PROBLEM:
Write the records out again, keeping each line exactly as it is.

RECORDS FOR THE EXERCISE:

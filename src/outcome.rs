//! Classification of a transform's result.
//!
//! Every evaluation of a transform produces exactly one [`Outcome`]:
//!
//! - [`Outcome::Value`] - a plain value, known synchronously
//! - [`Outcome::Pending`] - work handed to the host that settles later
//! - [`Outcome::Failed`] - the transform failed; the engine will retry
//!
//! Transforms rarely build an `Outcome` by hand. Returning a `Result` is
//! enough; [`IntoOutcome`] does the classification.

use std::fmt;
use std::future::Future;

use futures::future::BoxFuture;
use futures::FutureExt;

/// A failure raised while evaluating a transform.
///
/// Transform errors are retryable: the engine records the most recent one and
/// includes its message in the timeout error if the subject never settles.
#[derive(Debug, Clone, PartialEq, Eq)]
pub struct TransformError {
    message: String,
}

impl TransformError {
    /// Create a transform error with the given message.
    pub fn new(message: impl Into<String>) -> Self {
        TransformError {
            message: message.into(),
        }
    }

    /// The error message.
    pub fn message(&self) -> &str {
        &self.message
    }
}

impl fmt::Display for TransformError {
    fn fmt(&self, f: &mut fmt::Formatter<'_>) -> fmt::Result {
        f.write_str(&self.message)
    }
}

impl std::error::Error for TransformError {}

/// The result of evaluating a transform once.
pub enum Outcome<T> {
    /// The transform returned a value synchronously.
    Value(T),
    /// The transform issued host work; the value is known once it settles.
    Pending(BoxFuture<'static, Result<T, TransformError>>),
    /// The transform failed.
    Failed(TransformError),
}

impl<T> Outcome<T> {
    /// A synchronously known value.
    pub fn value(value: T) -> Self {
        Outcome::Value(value)
    }

    /// Work that settles later.
    ///
    /// Futures are lazy, so nothing runs until the engine awaits it. That is
    /// what lets the engine take its "before" snapshot first.
    ///
    /// ```rust
    /// use pipewater::Outcome;
    ///
    /// let outcome = Outcome::pending(async { Ok::<_, String>(42) });
    /// assert!(outcome.is_pending());
    /// ```
    pub fn pending<Fut, E>(fut: Fut) -> Self
    where
        Fut: Future<Output = Result<T, E>> + Send + 'static,
        T: 'static,
        E: fmt::Display + 'static,
    {
        Outcome::Pending(
            fut.map(|result| result.map_err(|e| TransformError::new(e.to_string())))
                .boxed(),
        )
    }

    /// A failed evaluation.
    pub fn failed(message: impl Into<String>) -> Self {
        Outcome::Failed(TransformError::new(message))
    }

    /// Returns true if this outcome represents pending host work.
    pub fn is_pending(&self) -> bool {
        matches!(self, Outcome::Pending(_))
    }

    /// Returns true if the evaluation failed.
    pub fn is_failed(&self) -> bool {
        matches!(self, Outcome::Failed(_))
    }
}

impl<T: fmt::Debug> fmt::Debug for Outcome<T> {
    fn fmt(&self, f: &mut fmt::Formatter<'_>) -> fmt::Result {
        match self {
            Outcome::Value(v) => f.debug_tuple("Value").field(v).finish(),
            Outcome::Pending(_) => f.debug_tuple("Pending").field(&"<future>").finish(),
            Outcome::Failed(e) => f.debug_tuple("Failed").field(e).finish(),
        }
    }
}

/// Conversion from a transform's return type into an [`Outcome`].
pub trait IntoOutcome {
    /// The value type the outcome resolves to.
    type Value;

    /// Classify this result.
    fn into_outcome(self) -> Outcome<Self::Value>;
}

impl<T> IntoOutcome for Outcome<T> {
    type Value = T;

    fn into_outcome(self) -> Outcome<T> {
        self
    }
}

impl<T, E: fmt::Display> IntoOutcome for Result<T, E> {
    type Value = T;

    fn into_outcome(self) -> Outcome<T> {
        match self {
            Ok(value) => Outcome::Value(value),
            Err(e) => Outcome::Failed(TransformError::new(e.to_string())),
        }
    }
}

#[cfg(test)]
mod tests {
    use super::*;

    #[test]
    fn test_ok_is_value() {
        let outcome = Ok::<_, String>(42).into_outcome();
        assert!(matches!(outcome, Outcome::Value(42)));
    }

    #[test]
    fn test_err_is_failed_with_message() {
        let outcome = Err::<i32, _>("cannot read 'bar' of undefined").into_outcome();
        match outcome {
            Outcome::Failed(e) => assert_eq!(e.message(), "cannot read 'bar' of undefined"),
            other => panic!("Expected Failed, got {:?}", other),
        }
    }

    #[tokio::test]
    async fn test_pending_maps_error_to_transform_error() {
        let outcome = Outcome::<i32>::pending(async { Err::<i32, _>("not found: #wontfind") });
        assert!(outcome.is_pending());
        match outcome {
            Outcome::Pending(fut) => {
                assert_eq!(fut.await, Err(TransformError::new("not found: #wontfind")));
            }
            other => panic!("Expected Pending, got {:?}", other),
        }
    }

    #[test]
    fn test_debug_hides_future() {
        let outcome = Outcome::pending(async { Ok::<_, String>(1) });
        assert_eq!(format!("{:?}", outcome), r#"Pending("<future>")"#);
    }
}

YOUR SOLUTION:
filename src/outcome.rs
//! Classification of a transform's result.
//!
//! Every evaluation of a transform produces exactly one [`Outcome`]:
//!
//! - [`Outcome::Value`] - a plain value, known synchronously
//! - [`Outcome::Pending`] - work handed to the host that settles later
//! - [`Outcome::Failed`] - the transform failed; the engine will retry
//!
//! Transforms rarely build an `Outcome` by hand. Returning a `Result` is
//! enough; [`IntoOutcome`] does the classification.

use std::fmt;
use std::future::Future;

use futures::future::BoxFuture;
use futures::FutureExt;

/// A failure raised while evaluating a transform.
///
/// Transform errors are retryable: the engine records the most recent one and
/// includes its message in the timeout error if the subject never settles.
#[derive(Debug, Clone, PartialEq, Eq)]
pub struct TransformError {
    message: String,
}

impl TransformError {
    /// Create a transform error with the given message.
    pub fn new(message: impl Into<String>) -> Self {
        TransformError {
            message: message.into(),
        }
    }

    /// The error message.
    pub fn message(&self) -> &str {
        &self.message
    }
}

impl fmt::Display for TransformError {
    fn fmt(&self, f: &mut fmt::Formatter<'_>) -> fmt::Result {
        f.write_str(&self.message)
    }
}

impl std::error::Error for TransformError {}

/// The result of evaluating a transform once.
pub enum Outcome<T> {
    /// The transform returned a value synchronously.
    Value(T),
    /// The transform issued host work; the value is known once it settles.
    Pending(BoxFuture<'static, Result<T, TransformError>>),
    /// The transform failed.
    Failed(TransformError),
}

impl<T> Outcome<T> {
    /// A synchronously known value.
    pub fn value(value: T) -> Self {
        Outcome::Value(value)
    }

    /// Work that settles later.
    ///
    /// Futures are lazy, so nothing runs until the engine awaits it. That is
    /// what lets the engine take its "before" snapshot first.
    ///
    /// ```rust
    /// use pipewater::Outcome;
    ///
    /// let outcome = Outcome::pending(async { Ok::<_, String>(42) });
    /// assert!(outcome.is_pending());
    /// ```
    pub fn pending<Fut, E>(fut: Fut) -> Self
    where
        Fut: Future<Output = Result<T, E>> + Send + 'static,
        T: 'static,
        E: fmt::Display + 'static,
    {
        Outcome::Pending(
            fut.map(|result| result.map_err(|e| TransformError::new(e.to_string())))
                .boxed(),
        )
    }

    /// A failed evaluation.
    pub fn failed(message: impl Into<String>) -> Self {
        Outcome::Failed(TransformError::new(message))
    }

    /// Returns true if this outcome represents pending host work.
    pub fn is_pending(&self) -> bool {
        matches!(self, Outcome::Pending(_))
    }

    /// Returns true if the evaluation failed.
    pub fn is_failed(&self) -> bool {
        matches!(self, Outcome::Failed(_))
    }
}

impl<T: fmt::Debug> fmt::Debug for Outcome<T> {
    fn fmt(&self, f: &mut fmt::Formatter<'_>) -> fmt::Result {
        match self {
            Outcome::Value(v) => f.debug_tuple("Value").field(v).finish(),
            Outcome::Pending(_) => f.debug_tuple("Pending").field(&"<future>").finish(),
            Outcome::Failed(e) => f.debug_tuple("Failed").field(e).finish(),
        }
    }
}

/// Conversion from a transform's return type into an [`Outcome`].
pub trait IntoOutcome {
    /// The value type the outcome resolves to.
    type Value;

    /// Classify this result.
    fn into_outcome(self) -> Outcome<Self::Value>;
}

impl<T> IntoOutcome for Outcome<T> {
    type Value = T;

    fn into_outcome(self) -> Outcome<T> {
        self
    }
}

impl<T, E: fmt::Display> IntoOutcome for Result<T, E> {
    type Value = T;

    fn into_outcome(self) -> Outcome<T> {
        match self {
            Ok(value) => Outcome::Value(value),
            Err(e) => Outcome::Failed(TransformError::new(e.to_string())),
        }
    }
}

#[cfg(test)]
mod tests {
    use super::*;

    #[test]
    fn test_ok_is_value() {
        let outcome = Ok::<_, String>(42).into_outcome();
        assert!(matches!(outcome, Outcome::Value(42)));
    }

    #[test]
    fn test_err_is_failed_with_message() {
        let outcome = Err::<i32, _>("cannot read 'bar' of undefined").into_outcome();
        match outcome {
            Outcome::Failed(e) => assert_eq!(e.message(), "cannot read 'bar' of undefined"),
            other => panic!("Expected Failed, got {:?}", other),
        }
    }

    #[tokio::test]
    async fn test_pending_maps_error_to_transform_error() {
        let outcome = Outcome::<i32>::pending(async { Err::<i32, _>("not found: #wontfind") });
        assert!(outcome.is_pending());
        match outcome {
            Outcome::Pending(fut) => {
                assert_eq!(fut.await, Err(TransformError::new("not found: #wontfind")));
            }
            other => panic!("Expected Pending, got {:?}", other),
        }
    }

    #[test]
    fn test_debug_hides_future() {
        let outcome = Outcome::pending(async { Ok::<_, String>(1) });
        assert_eq!(format!("{:?}", outcome), r#"Pending("<future>")"#);
    }
}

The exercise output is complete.